I'm suggesting you install a surround. That was very typical pre-1920's, no one wanted to look at plain old brick. You can buy mantles with surrounds at architectural salvage places for very decent prices. But I guess if the customer wants just a mantle, then toggles sound like the best idea. 

I don't like the picking up the turd idea. That one sounds bad


----------



## ohiohomedoctor (Dec 26, 2010)

greg24k said:


> No matter what you use it will come right off or it will pull the brick right off the wall.
> 
> You should pre-drill the brick and fasten your mantle support directly to the studs, instead of the brick and hang your mantle on it, then put a sign on it... do not touch :thumbsup:


Greg is right. Once you get to the stud you can use lag bolts and then cut the heads off so you can insert the posts into corresponding wholes on the mantle. I use liquid nails to fill the holes before inserting the bolt shafts..


----------



## dom-mas (Nov 26, 2011)

THERE ARE NO STUDS. This a a real fireplace, made of non-flammable stuff called masonry. 

Sorry for being an ass, but she already stated that and when someones talking about a fireplace made of old soft brick....99.9% of the time when a fireplace is made of old soft brick it's actually made of old soft brick.


----------



## raskolnikov (Mar 10, 2008)

d-m,
You the man! I was reading this and was scratching my head 'cause it was soft brick over and over and ...:blink:

D.


----------



## JBM (Mar 31, 2011)

What is behind the face brick? 2 rows, block or a hollow space?


----------



## ohiohomedoctor (Dec 26, 2010)

dom-mas said:


> Sorry for being an dom ass, .


I fixed it for you..


----------



## ohiohomedoctor (Dec 26, 2010)

In this case the answer isthe expanding epoxy screen anchors.


----------



## Miss Brown (Mar 30, 2011)

> Sorry for being an ass, but she already stated that and when someones talking about a fireplace made of old soft brick....99.9% of the time when a fireplace is made of old soft brick it's actually made of old soft brick.


:laughing: Yeah, man. It's totally brick, it's a tower. Of brick. It's at least 150 years old. And my dumb ass just blew out one of the bricks by trying to set the damn thing up temporarily with tapcon screws, silly goat. I knew that wouldn't be a good idea.  And no, I can't build in anything to hold it...Picture uploading is like pulling teeth for me...But I'll try. 

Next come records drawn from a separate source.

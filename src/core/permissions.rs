//! Permission probe for pre-mutation checks and simplified mode handling.
//!
//! Reports whether a path is readable or writable by the current process and
//! gets/sets a simplified permission mode expressed as three octal digits
//! (`rwxrwxrwx` collapsed to `"755"`-style strings). On systems without
//! POSIX modes the abstraction collapses to a binary read-only/writable view
//! exposed as `"444"` / `"666"`.

use std::fs;
use std::path::Path;

use crate::{Result, error::FsynthError};

/// Returns true when the current process can read the given path.
///
/// Uses `access(2)` on Unix so that effective UID/GID and ACLs are honored,
/// instead of re-deriving the answer from the mode bits.
#[cfg(unix)]
pub fn is_readable<P: AsRef<Path>>(path: P) -> bool {
    access(path.as_ref(), libc::R_OK)
}

/// Returns true when the current process can write the given path.
#[cfg(unix)]
pub fn is_writable<P: AsRef<Path>>(path: P) -> bool {
    access(path.as_ref(), libc::W_OK)
}

#[cfg(unix)]
fn access(path: &Path, amode: libc::c_int) -> bool {
    use std::ffi::CString;
    use std::os::unix::ffi::OsStrExt;

    let Ok(cpath) = CString::new(path.as_os_str().as_bytes()) else {
        return false;
    };
    // SAFETY: cpath is a valid NUL-terminated C string for the call duration.
    unsafe { libc::access(cpath.as_ptr(), amode) == 0 }
}

/// Returns true when the current process can read the given path.
#[cfg(not(unix))]
pub fn is_readable<P: AsRef<Path>>(path: P) -> bool {
    fs::symlink_metadata(path.as_ref()).is_ok()
}

/// Returns true when the current process can write the given path.
#[cfg(not(unix))]
pub fn is_writable<P: AsRef<Path>>(path: P) -> bool {
    match fs::symlink_metadata(path.as_ref()) {
        Ok(meta) => !meta.permissions().readonly(),
        Err(_) => false,
    }
}

/// Read the simplified permission mode of a path as three octal digits.
///
/// On Unix this is the lower nine mode bits (`"644"`, `"755"`, ...). On
/// systems without POSIX modes this collapses to `"444"` for read-only
/// items and `"666"` for writable ones.
///
/// # Errors
///
/// Returns [`FsynthError::Io`] if the path's metadata cannot be read.
pub fn get_mode<P: AsRef<Path>>(path: P) -> Result<String> {
    let meta = fs::metadata(path.as_ref())?;
    #[cfg(unix)]
    {
        use std::os::unix::fs::PermissionsExt;
        Ok(format!("{:03o}", meta.permissions().mode() & 0o777))
    }
    #[cfg(not(unix))]
    {
        if meta.permissions().readonly() {
            Ok("444".to_string())
        } else {
            Ok("666".to_string())
        }
    }
}

/// Set the simplified permission mode of a path from three octal digits.
///
/// On systems without POSIX modes any value whose owner digit is 4 or less
/// toggles the read-only attribute on; anything else toggles it off.
///
/// # Errors
///
/// Returns a configuration error for a malformed mode string, or
/// [`FsynthError::Io`] if the permissions cannot be applied.
pub fn set_mode<P: AsRef<Path>>(path: P, mode: &str) -> Result<()> {
    let bits = parse_mode(mode)?;
    #[cfg(unix)]
    {
        use std::os::unix::fs::PermissionsExt;
        fs::set_permissions(path.as_ref(), fs::Permissions::from_mode(bits))?;
        Ok(())
    }
    #[cfg(not(unix))]
    {
        let mut perms = fs::metadata(path.as_ref())?.permissions();
        let owner = (bits >> 6) & 0o7;
        perms.set_readonly(owner <= 4);
        fs::set_permissions(path.as_ref(), perms)?;
        Ok(())
    }
}

/// Parse a `"ddd"` mode string into its nine permission bits.
fn parse_mode(mode: &str) -> Result<u32> {
    if mode.len() == 3
        && mode.bytes().all(|b| (b'0'..=b'7').contains(&b))
        && let Ok(bits) = u32::from_str_radix(mode, 8)
    {
        return Ok(bits);
    }
    Err(FsynthError::config(format!(
        "invalid permission mode '{}': expected three octal digits",
        mode
    )))
}

#[cfg(test)]
mod tests {
    use super::*;
    use std::fs;
    use tempfile::TempDir;

    #[test]
    fn test_parse_mode_accepts_octal_triplets() {
        assert_eq!(parse_mode("644").unwrap(), 0o644);
        assert_eq!(parse_mode("000").unwrap(), 0);
        assert_eq!(parse_mode("777").unwrap(), 0o777);
    }

    #[test]
    fn test_parse_mode_rejects_garbage() {
        assert!(parse_mode("64").is_err());
        assert!(parse_mode("6444").is_err());
        assert!(parse_mode("68a").is_err());
        assert!(parse_mode("rw-").is_err());
    }

    #[test]
    fn test_readable_writable_on_fresh_file() {
        let temp = TempDir::new().unwrap();
        let path = temp.path().join("probe.txt");
        fs::write(&path, b"x").unwrap();
        assert!(is_readable(&path));
        assert!(is_writable(&path));
        assert!(!is_readable(temp.path().join("missing")));
        assert!(!is_writable(temp.path().join("missing")));
    }

    #[cfg(unix)]
    #[test]
    fn test_mode_round_trip() {
        let temp = TempDir::new().unwrap();
        let path = temp.path().join("mode.txt");
        fs::write(&path, b"x").unwrap();
        set_mode(&path, "600").unwrap();
        assert_eq!(get_mode(&path).unwrap(), "600");
        set_mode(&path, "644").unwrap();
        assert_eq!(get_mode(&path).unwrap(), "644");
    }

    #[cfg(unix)]
    #[test]
    fn test_read_only_mode_blocks_writes() {
        let temp = TempDir::new().unwrap();
        let path = temp.path().join("ro.txt");
        fs::write(&path, b"x").unwrap();
        set_mode(&path, "444").unwrap();
        // Root bypasses mode bits, so only assert when the probe agrees.
        if !is_writable(&path) {
            assert!(fs::write(&path, b"y").is_err());
        }
        set_mode(&path, "644").unwrap();
    }
}
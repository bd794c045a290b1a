use std::fs;
use std::path::{Path, PathBuf};
use tempfile::TempDir;

/// Sandbox generator for filesystem-mutation tests
#[allow(dead_code)]
pub struct TestFsGenerator {
    pub temp_dir: TempDir,
}

#[allow(dead_code)]
impl TestFsGenerator {
    /// Create a new temporary directory as test workspace
    pub fn new() -> Self {
        init_logging();
        Self {
            temp_dir: TempDir::new().unwrap(),
        }
    }

    /// Get the temporary directory path
    pub fn path(&self) -> &Path {
        self.temp_dir.path()
    }

    /// Absolute path of a (possibly not yet existing) entry in the sandbox
    pub fn entry(&self, name: &str) -> PathBuf {
        self.path().join(name)
    }

    /// Create a text file with the given content
    pub fn create_text_file(&self, name: &str, content: &str) -> PathBuf {
        let path = self.entry(name);
        if let Some(parent) = path.parent() {
            fs::create_dir_all(parent).unwrap();
        }
        fs::write(&path, content).unwrap();
        path
    }

    /// Create a directory (and its parents)
    pub fn create_dir(&self, name: &str) -> PathBuf {
        let path = self.entry(name);
        fs::create_dir_all(&path).unwrap();
        path
    }

    /// Create a symlink with the given link text
    #[cfg(unix)]
    pub fn create_symlink(&self, name: &str, text: &str) -> PathBuf {
        let path = self.entry(name);
        std::os::unix::fs::symlink(text, &path).unwrap();
        path
    }
}

/// Initialize env_logger once for the whole test binary
#[allow(dead_code)]
pub fn init_logging() {
    let _ = env_logger::builder().is_test(true).try_init();
}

Stone cutter, toggle bolts sound intriguing. Trouble is I can't have a bolt head sticking out. I really need something like, a cypress dowel that I can slam into the brick that will expand, but not too much, that I can flush cut the end of....this is already sounding like a bad idea....:sad:


----------



## ohiohomedoctor (Dec 26, 2010)

Miss Brown said:


> :laughing: Yeah, man. It's totally brick, it's a tower. Of brick. It's at least 150 years old. And my dumb ass just blew out one of the bricks by trying to set the damn thing up temporarily with tapcon screws, silly goat. I knew that wouldn't be a good idea.  And no, I can't build in anything to hold it...Picture uploading is like pulling teeth for me...But I'll try.
> 
> Stone cutter, toggle bolts sound intriguing. Trouble is I can't have a bolt head sticking out. I really need something like, a cypress dowel that I can slam into the brick that will expand, but not too much, that I can flush cut the end of....this is already sounding like a bad idea....:sad:


Your best shot is getting the epoxy to expand enough to distribute the potential load over the largest amount of rear surface area as possible.


----------



## Miss Brown (Mar 30, 2011)

Expanding epoxy screen anchors sounds promising...


----------



## ohiohomedoctor (Dec 26, 2010)

Miss Brown said:


> Expanding epoxy screen anchors sounds promising...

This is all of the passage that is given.